- What the task requires -
From the line containing "use serde::Deserialize;" down to the line containing "incoming = socket.recv()" in the records below, reproduce every line exactly, ends included, and omit all others.

---------- Input for this task ----------

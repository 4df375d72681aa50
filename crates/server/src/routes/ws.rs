//! Realtime WebSocket channel.
//!
//! A fresh socket listens on the global stream. Sending
//! `{"type": "join_cart", "cartId": "..."}` switches it to that cart's
//! topic; `{"type": "leave_cart"}` drops back to the global stream. A
//! socket follows at most one cart at a time.
//!
//! Server pushes are [`ServerEvent`]s serialized as JSON. Slow consumers
//! that fall behind the broadcast buffer lose the skipped events and keep
//! going; every push carries the full cart so the next one catches them up.

use axum::{
    extract::{
        State, WebSocketUpgrade,
        ws::{Message, WebSocket},
    },
    response::Response,
};
use serde::Deserialize;
use tokio::sync::broadcast::{self, error::RecvError};
use tracing::{debug, instrument, warn};

use swarmcart_core::CartId;

use crate::broadcast::ServerEvent;
use crate::state::AppState;

/// Messages a client may send over the socket.
#[derive(Debug, Deserialize)]
#[serde(tag = "type", rename_all = "snake_case")]
enum ClientMessage {
    #[serde(rename_all = "camelCase")]
    JoinCart { cart_id: CartId },
    LeaveCart,
}

/// GET /ws
#[instrument(skip_all)]
pub async fn upgrade(State(state): State<AppState>, ws: WebSocketUpgrade) -> Response {
    ws.on_upgrade(move |socket| run(socket, state))
}

async fn run(mut socket: WebSocket, state: AppState) {
    let mut events = state.hub().subscribe_global();

    loop {
        tokio::select! {
            event = events.recv() => match event {
                Ok(event) => {
                    if send_event(&mut socket, &event).await.is_err() {
                        break;
                    }
                }
                Err(RecvError::Lagged(skipped)) => {
                    warn!(skipped, "WebSocket consumer lagged behind");
                }
                Err(RecvError::Closed) => break,
            },
            incoming = socket.recv() => match incoming {
                Some(Ok(Message::Text(text))) => {
                    if let Some(subscription) = handle_client_message(&state, &text) {
                        events = subscription;
                    }
                }
                Some(Ok(Message::Close(_))) | None => break,
                Some(Ok(_)) => {} // ping/pong handled by axum, binary ignored
                Some(Err(err)) => {
                    debug!(error = %err, "WebSocket receive failed");
                    break;
                }
            },
        }
    }
}

/// Parse one client message and return the replacement subscription, if
/// the message asks for one. Malformed messages are logged and dropped.
fn handle_client_message(
    state: &AppState,
    text: &str,
) -> Option<broadcast::Receiver<ServerEvent>> {
    match serde_json::from_str::<ClientMessage>(text) {
        Ok(ClientMessage::JoinCart { cart_id }) => {
            debug!(cart_id = %cart_id, "Socket joined cart topic");
            Some(state.hub().subscribe(&cart_id))
        }
        Ok(ClientMessage::LeaveCart) => {
            debug!("Socket left cart topic");
            Some(state.hub().subscribe_global())
        }
        Err(err) => {
            debug!(error = %err, "Ignoring malformed client message");
            None
        }
    }
}

async fn send_event(socket: &mut WebSocket, event: &ServerEvent) -> Result<(), axum::Error> {
    match serde_json::to_string(event) {
        Ok(payload) => socket.send(Message::Text(payload.into())).await,
        Err(err) => {
            // Serialization of our own types failing would be a bug; skip
            // the event rather than killing the socket.
            warn!(error = %err, "Failed to serialize server event");
            Ok(())
        }
    }
}

#[cfg(test)]
mod tests {
    use super::*;

    #[test]
    fn test_client_messages_parse_wire_shape() {
        let msg: ClientMessage =
            serde_json::from_str(r#"{"type":"join_cart","cartId":"c-1"}"#).expect("parse");
        assert!(matches!(msg, ClientMessage::JoinCart { cart_id } if cart_id.as_str() == "c-1"));

        let msg: ClientMessage =
            serde_json::from_str(r#"{"type":"leave_cart"}"#).expect("parse");
        assert!(matches!(msg, ClientMessage::LeaveCart));
    }

    #[test]
    fn test_unknown_message_type_is_rejected() {
        assert!(serde_json::from_str::<ClientMessage>(r#"{"type":"shout"}"#).is_err());
    }
}
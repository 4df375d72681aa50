//! The broadcast layer.
//!
//! Publish/subscribe fan-out keyed by cart ID, plus a global fallback
//! channel so clients that have not subscribed to a specific cart still see
//! cart-existence events. The two targets are independent: the service
//! publishes to each explicitly and tests assert on each separately.
//!
//! Publishing is fire-and-forget. A send with no receivers is not an error,
//! and a slow or disconnected subscriber never rolls back or retries the
//! state mutation that triggered the event.

use std::collections::HashMap;
use std::sync::Mutex;

use serde::Serialize;
use tokio::sync::broadcast;

use swarmcart_core::{CartId, UserId};

use crate::models::{CartView, Suggestion};

/// Buffered events per subscriber before lagging ones start dropping.
const CHANNEL_CAPACITY: usize = 64;

/// An event pushed to subscribed clients.
#[derive(Debug, Clone, Serialize)]
#[serde(tag = "type", rename_all = "snake_case", rename_all_fields = "camelCase")]
pub enum ServerEvent {
    /// Full enriched cart state after a persisted mutation.
    CartUpdated { cart: CartView },

    /// A single suggestion pushed outside the recomputed list (the
    /// immediate duplicate-detection notice). Lighter weight than a full
    /// cart push and never persisted.
    Suggestion {
        cart_id: CartId,
        suggestion: Suggestion,
    },

    /// Membership changed.
    MemberJoined {
        cart_id: CartId,
        user_id: UserId,
        member_count: usize,
    },
}

/// Per-cart topics plus the global fallback channel.
#[derive(Debug)]
pub struct BroadcastHub {
    global: broadcast::Sender<ServerEvent>,
    topics: Mutex<HashMap<CartId, broadcast::Sender<ServerEvent>>>,
}

impl Default for BroadcastHub {
    fn default() -> Self {
        Self::new()
    }
}

impl BroadcastHub {
    /// Create a hub with no subscribers.
    #[must_use]
    pub fn new() -> Self {
        let (global, _) = broadcast::channel(CHANNEL_CAPACITY);
        Self {
            global,
            topics: Mutex::new(HashMap::new()),
        }
    }

    /// Subscribe to the global fallback stream.
    #[must_use]
    pub fn subscribe_global(&self) -> broadcast::Receiver<ServerEvent> {
        self.global.subscribe()
    }

    /// Subscribe to one cart's topic, creating it on first use.
    ///
    /// # Panics
    ///
    /// Panics if the topic mutex is poisoned.
    #[must_use]
    pub fn subscribe(&self, cart_id: &CartId) -> broadcast::Receiver<ServerEvent> {
        let mut topics = self.topics.lock().expect("topic map poisoned");
        topics
            .entry(cart_id.clone())
            .or_insert_with(|| broadcast::channel(CHANNEL_CAPACITY).0)
            .subscribe()
    }

    /// Publish to one cart's subscribers. No-op when nobody listens.
    ///
    /// # Panics
    ///
    /// Panics if the topic mutex is poisoned.
    pub fn publish_cart(&self, cart_id: &CartId, event: &ServerEvent) {
        let sender = {
            let topics = self.topics.lock().expect("topic map poisoned");
            topics.get(cart_id).cloned()
        };
        if let Some(sender) = sender {
            // Err here just means no active receivers - fire and forget.
            let _ = sender.send(event.clone());
        }
    }

    /// Publish to the global fallback stream.
    pub fn publish_global(&self, event: &ServerEvent) {
        let _ = self.global.send(event.clone());
    }
}
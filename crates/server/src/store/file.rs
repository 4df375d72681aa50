//! JSON file-backed cart store.
//!
//! Keeps the full cart table in memory and writes a whole-file JSON
//! snapshot on every mutation, before the in-memory table is updated. The
//! snapshot is written to a temporary sibling file and renamed into place,
//! so a crash mid-write leaves the previous snapshot intact, and a failed
//! write surfaces as `StoreError` with reads still on the previous state.

use std::path::{Path, PathBuf};

use async_trait::async_trait;

use swarmcart_core::{CartId, UserId};

use crate::models::Cart;

use super::{CartStore, MemoryStore, StoreError};

/// Cart store persisted as a single JSON snapshot file.
#[derive(Debug)]
pub struct JsonFileStore {
    path: PathBuf,
    inner: MemoryStore,
}

impl JsonFileStore {
    /// Open a file store, loading the existing snapshot if one exists.
    ///
    /// # Errors
    ///
    /// Returns `StoreError` if the existing snapshot cannot be read or
    /// parsed.
    pub async fn open(path: impl Into<PathBuf>) -> Result<Self, StoreError> {
        let path = path.into();
        let carts = match tokio::fs::read(&path).await {
            Ok(bytes) => serde_json::from_slice::<Vec<Cart>>(&bytes)?,
            Err(err) if err.kind() == std::io::ErrorKind::NotFound => Vec::new(),
            Err(err) => return Err(err.into()),
        };

        tracing::info!(path = %path.display(), carts = carts.len(), "Loaded cart snapshot");

        Ok(Self {
            path,
            inner: MemoryStore::with_carts(carts),
        })
    }

    /// Snapshot file location.
    #[must_use]
    pub fn path(&self) -> &Path {
        &self.path
    }

    async fn write_snapshot(&self, snapshot: &[Cart]) -> Result<(), StoreError> {
        let bytes = serde_json::to_vec_pretty(snapshot)?;

        let tmp = self.path.with_extension("tmp");
        tokio::fs::write(&tmp, &bytes).await?;
        tokio::fs::rename(&tmp, &self.path).await?;
        Ok(())
    }
}

#[async_trait]
impl CartStore for JsonFileStore {
    async fn get(&self, id: &CartId) -> Result<Option<Cart>, StoreError> {
        self.inner.get(id).await
    }

    async fn put(&self, cart: Cart) -> Result<(), StoreError> {
        // Write the snapshot with the new state first; the live table is
        // only updated once the file is durably in place, so a failed
        // write leaves reads on the previous state.
        let mut snapshot = self.inner.snapshot().await;
        match snapshot.iter_mut().find(|existing| existing.id == cart.id) {
            Some(slot) => *slot = cart.clone(),
            None => snapshot.push(cart.clone()),
        }
        self.write_snapshot(&snapshot).await?;
        self.inner.put(cart).await
    }

    async fn get_by_invite_code(&self, code: &str) -> Result<Option<Cart>, StoreError> {
        self.inner.get_by_invite_code(code).await
    }

    async fn list_by_member(&self, user_id: &UserId) -> Result<Vec<Cart>, StoreError> {
        self.inner.list_by_member(user_id).await
    }
}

----------

- Result for this task -
use serde::Deserialize;
use tokio::sync::broadcast::{self, error::RecvError};
use tracing::{debug, instrument, warn};

use swarmcart_core::CartId;

use crate::broadcast::ServerEvent;
use crate::state::AppState;

/// Messages a client may send over the socket.
#[derive(Debug, Deserialize)]
#[serde(tag = "type", rename_all = "snake_case")]
enum ClientMessage {
    #[serde(rename_all = "camelCase")]
    JoinCart { cart_id: CartId },
    LeaveCart,
}

/// GET /ws
#[instrument(skip_all)]
pub async fn upgrade(State(state): State<AppState>, ws: WebSocketUpgrade) -> Response {
    ws.on_upgrade(move |socket| run(socket, state))
}

async fn run(mut socket: WebSocket, state: AppState) {
    let mut events = state.hub().subscribe_global();

    loop {
        tokio::select! {
            event = events.recv() => match event {
                Ok(event) => {
                    if send_event(&mut socket, &event).await.is_err() {
                        break;
                    }
                }
                Err(RecvError::Lagged(skipped)) => {
                    warn!(skipped, "WebSocket consumer lagged behind");
                }
                Err(RecvError::Closed) => break,
            },
            incoming = socket.recv() => match incoming {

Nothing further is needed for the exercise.